Only lines containing "PlayerId" belong in the answer, each copied from the entries below.

* **Extracted entries**
>>>>

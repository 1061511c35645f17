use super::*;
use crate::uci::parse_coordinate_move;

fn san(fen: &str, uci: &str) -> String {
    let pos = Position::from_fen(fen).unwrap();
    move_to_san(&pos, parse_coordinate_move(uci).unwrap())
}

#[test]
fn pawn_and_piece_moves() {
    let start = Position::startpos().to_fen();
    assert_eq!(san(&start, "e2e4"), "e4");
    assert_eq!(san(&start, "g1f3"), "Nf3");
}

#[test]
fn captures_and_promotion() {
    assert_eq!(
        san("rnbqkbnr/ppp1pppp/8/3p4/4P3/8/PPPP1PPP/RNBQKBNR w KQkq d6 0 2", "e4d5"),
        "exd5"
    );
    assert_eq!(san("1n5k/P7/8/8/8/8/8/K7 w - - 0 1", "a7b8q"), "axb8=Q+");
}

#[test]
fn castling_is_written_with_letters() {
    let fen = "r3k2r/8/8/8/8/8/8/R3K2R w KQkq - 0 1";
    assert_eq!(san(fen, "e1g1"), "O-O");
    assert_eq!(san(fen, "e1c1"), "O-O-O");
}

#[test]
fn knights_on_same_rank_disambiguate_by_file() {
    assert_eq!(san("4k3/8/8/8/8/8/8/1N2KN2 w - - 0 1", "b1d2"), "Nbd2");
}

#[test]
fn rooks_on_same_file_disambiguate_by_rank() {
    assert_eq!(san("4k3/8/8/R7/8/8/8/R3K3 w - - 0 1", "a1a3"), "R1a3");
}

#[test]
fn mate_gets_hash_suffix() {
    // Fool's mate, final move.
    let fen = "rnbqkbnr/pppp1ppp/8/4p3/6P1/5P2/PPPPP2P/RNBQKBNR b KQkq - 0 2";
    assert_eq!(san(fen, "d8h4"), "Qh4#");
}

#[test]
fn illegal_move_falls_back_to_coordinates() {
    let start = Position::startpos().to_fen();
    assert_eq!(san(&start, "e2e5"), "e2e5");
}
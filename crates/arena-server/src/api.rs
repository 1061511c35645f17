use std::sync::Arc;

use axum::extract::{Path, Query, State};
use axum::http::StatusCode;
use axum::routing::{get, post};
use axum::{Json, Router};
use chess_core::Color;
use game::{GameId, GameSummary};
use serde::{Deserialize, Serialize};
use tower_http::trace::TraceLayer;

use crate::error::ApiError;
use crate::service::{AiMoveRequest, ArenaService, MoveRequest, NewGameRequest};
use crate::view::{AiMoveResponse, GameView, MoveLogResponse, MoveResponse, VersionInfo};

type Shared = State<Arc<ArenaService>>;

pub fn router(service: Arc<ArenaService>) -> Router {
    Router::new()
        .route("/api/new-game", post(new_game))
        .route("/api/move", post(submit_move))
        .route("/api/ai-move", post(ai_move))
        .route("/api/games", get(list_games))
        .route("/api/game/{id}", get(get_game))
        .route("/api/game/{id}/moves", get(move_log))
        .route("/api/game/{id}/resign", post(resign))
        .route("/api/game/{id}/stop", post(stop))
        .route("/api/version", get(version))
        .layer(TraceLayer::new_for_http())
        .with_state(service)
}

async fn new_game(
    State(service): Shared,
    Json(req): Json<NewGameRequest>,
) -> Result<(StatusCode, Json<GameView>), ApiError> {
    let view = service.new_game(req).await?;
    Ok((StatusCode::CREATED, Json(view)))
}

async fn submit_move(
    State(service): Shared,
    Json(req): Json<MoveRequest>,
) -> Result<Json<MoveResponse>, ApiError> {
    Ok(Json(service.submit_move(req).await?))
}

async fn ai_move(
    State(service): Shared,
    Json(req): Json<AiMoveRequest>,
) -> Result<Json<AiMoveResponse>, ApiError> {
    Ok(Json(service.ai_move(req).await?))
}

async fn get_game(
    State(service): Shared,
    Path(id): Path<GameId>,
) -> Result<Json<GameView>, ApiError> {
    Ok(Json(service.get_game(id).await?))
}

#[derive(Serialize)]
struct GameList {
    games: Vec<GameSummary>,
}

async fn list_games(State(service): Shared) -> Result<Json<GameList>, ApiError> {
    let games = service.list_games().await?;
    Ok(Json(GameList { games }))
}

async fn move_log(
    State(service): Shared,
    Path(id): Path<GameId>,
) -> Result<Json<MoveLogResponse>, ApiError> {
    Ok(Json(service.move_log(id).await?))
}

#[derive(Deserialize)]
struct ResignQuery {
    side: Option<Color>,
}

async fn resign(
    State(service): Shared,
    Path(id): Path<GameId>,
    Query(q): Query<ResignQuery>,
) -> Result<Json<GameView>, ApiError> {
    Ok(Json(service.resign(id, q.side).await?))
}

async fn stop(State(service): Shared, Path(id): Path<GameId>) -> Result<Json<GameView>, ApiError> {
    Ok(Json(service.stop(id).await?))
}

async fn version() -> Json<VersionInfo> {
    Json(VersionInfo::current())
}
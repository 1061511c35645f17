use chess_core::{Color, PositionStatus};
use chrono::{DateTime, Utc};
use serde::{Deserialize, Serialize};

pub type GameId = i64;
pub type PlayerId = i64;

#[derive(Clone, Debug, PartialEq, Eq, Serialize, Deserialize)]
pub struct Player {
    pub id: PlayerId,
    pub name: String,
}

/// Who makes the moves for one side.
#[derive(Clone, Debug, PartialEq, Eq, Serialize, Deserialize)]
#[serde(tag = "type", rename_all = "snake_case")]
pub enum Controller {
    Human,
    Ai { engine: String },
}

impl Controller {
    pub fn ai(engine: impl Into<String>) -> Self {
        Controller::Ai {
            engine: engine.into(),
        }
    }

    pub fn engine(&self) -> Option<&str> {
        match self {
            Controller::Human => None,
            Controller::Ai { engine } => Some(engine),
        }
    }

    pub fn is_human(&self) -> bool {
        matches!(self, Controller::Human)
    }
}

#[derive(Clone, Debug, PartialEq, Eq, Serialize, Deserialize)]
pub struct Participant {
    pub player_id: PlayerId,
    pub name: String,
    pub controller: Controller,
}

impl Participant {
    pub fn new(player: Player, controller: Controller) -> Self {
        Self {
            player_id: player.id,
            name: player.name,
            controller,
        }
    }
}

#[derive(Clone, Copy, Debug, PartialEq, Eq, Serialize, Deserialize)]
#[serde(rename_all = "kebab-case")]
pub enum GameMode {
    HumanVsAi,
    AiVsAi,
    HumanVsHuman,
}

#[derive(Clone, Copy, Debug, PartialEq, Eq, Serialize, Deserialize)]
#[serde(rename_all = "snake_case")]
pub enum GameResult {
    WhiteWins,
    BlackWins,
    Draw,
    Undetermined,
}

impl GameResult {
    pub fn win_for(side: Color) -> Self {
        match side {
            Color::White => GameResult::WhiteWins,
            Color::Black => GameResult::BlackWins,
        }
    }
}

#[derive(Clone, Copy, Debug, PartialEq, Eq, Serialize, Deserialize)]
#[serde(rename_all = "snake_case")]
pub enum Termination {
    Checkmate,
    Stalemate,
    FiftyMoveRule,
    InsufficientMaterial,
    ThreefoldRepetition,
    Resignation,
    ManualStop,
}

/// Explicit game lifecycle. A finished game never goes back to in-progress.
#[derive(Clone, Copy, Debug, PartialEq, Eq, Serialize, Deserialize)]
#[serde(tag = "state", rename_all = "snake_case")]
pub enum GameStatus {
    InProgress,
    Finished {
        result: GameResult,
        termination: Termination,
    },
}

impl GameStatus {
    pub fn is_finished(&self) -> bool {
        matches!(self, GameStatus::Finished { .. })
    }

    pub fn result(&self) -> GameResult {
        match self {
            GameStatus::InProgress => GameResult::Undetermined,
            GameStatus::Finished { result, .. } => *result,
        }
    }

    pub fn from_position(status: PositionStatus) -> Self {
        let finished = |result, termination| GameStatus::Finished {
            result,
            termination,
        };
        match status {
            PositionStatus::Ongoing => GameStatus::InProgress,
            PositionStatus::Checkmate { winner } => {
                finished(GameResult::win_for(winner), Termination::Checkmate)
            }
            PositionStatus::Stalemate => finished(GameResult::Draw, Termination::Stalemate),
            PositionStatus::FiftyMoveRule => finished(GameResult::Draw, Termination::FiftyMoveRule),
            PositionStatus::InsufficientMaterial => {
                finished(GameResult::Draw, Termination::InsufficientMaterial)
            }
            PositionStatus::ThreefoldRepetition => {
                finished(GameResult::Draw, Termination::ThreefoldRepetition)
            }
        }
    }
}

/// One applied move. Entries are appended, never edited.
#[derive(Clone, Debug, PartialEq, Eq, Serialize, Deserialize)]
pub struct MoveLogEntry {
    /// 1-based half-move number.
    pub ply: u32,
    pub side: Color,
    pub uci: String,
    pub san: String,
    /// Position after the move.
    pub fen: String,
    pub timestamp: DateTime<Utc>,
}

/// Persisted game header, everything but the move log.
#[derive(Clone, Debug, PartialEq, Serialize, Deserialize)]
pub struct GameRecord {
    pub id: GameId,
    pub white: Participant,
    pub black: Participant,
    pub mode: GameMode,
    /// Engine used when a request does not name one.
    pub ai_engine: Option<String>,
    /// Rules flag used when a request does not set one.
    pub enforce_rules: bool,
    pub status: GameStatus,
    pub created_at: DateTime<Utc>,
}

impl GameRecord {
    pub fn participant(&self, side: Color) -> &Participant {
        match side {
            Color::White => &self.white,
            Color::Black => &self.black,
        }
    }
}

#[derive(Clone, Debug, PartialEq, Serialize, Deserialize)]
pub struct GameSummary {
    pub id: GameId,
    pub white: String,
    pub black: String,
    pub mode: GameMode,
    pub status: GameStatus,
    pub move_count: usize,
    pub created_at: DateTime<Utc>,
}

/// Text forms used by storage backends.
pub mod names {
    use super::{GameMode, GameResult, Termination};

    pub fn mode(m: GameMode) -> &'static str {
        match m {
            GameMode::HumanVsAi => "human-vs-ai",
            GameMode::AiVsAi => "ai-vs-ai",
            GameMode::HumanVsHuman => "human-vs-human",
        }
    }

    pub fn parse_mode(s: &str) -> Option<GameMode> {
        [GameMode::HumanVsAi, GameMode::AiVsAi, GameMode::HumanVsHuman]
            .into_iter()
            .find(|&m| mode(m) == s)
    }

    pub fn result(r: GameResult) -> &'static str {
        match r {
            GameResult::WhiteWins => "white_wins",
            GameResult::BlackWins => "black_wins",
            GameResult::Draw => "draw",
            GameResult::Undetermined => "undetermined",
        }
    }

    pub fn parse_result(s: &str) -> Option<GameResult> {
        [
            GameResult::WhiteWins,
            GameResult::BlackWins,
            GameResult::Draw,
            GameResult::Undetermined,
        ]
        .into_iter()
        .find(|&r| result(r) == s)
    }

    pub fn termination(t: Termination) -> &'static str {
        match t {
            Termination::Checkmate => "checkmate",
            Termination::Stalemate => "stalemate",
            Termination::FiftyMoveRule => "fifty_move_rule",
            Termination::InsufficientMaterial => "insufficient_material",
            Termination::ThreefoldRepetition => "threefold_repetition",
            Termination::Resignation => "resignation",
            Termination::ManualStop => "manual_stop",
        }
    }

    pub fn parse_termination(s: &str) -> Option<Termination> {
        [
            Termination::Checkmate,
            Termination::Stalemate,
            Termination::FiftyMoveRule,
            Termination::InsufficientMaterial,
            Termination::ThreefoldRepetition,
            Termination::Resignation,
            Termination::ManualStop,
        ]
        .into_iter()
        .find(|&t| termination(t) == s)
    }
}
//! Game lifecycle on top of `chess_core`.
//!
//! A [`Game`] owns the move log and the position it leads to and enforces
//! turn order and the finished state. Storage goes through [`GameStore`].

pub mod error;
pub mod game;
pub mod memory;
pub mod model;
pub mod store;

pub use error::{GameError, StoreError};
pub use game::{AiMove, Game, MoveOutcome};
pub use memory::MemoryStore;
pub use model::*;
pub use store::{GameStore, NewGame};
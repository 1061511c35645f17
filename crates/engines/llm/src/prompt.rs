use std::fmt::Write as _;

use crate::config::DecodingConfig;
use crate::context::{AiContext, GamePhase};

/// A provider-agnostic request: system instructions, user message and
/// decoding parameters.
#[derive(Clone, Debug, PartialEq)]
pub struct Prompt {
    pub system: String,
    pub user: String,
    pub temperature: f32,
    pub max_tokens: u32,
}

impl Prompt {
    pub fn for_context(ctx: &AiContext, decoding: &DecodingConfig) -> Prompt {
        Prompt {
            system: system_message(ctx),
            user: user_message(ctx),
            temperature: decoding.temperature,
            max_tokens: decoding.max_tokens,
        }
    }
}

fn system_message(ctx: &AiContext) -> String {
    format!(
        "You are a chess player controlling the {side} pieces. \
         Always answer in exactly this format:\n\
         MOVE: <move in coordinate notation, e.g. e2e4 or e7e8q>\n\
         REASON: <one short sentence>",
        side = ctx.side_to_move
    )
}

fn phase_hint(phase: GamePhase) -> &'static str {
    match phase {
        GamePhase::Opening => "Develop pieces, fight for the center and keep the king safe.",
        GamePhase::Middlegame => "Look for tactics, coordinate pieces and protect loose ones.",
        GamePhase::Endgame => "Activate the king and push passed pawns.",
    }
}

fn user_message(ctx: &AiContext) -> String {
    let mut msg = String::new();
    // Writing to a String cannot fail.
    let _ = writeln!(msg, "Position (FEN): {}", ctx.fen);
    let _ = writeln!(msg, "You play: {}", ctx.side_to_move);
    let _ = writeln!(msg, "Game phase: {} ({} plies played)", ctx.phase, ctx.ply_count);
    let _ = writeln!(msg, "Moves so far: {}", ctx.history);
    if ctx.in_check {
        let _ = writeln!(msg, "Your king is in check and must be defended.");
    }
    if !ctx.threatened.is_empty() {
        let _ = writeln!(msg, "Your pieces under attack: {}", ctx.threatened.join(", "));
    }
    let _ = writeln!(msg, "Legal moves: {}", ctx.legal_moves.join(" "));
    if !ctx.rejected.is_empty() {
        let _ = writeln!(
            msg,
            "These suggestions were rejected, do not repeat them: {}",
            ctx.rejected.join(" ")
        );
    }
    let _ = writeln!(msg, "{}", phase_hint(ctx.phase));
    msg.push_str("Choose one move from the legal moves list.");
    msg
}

<<<<

* **Task response**
pub type PlayerId = i64;
    pub id: PlayerId,
    pub player_id: PlayerId,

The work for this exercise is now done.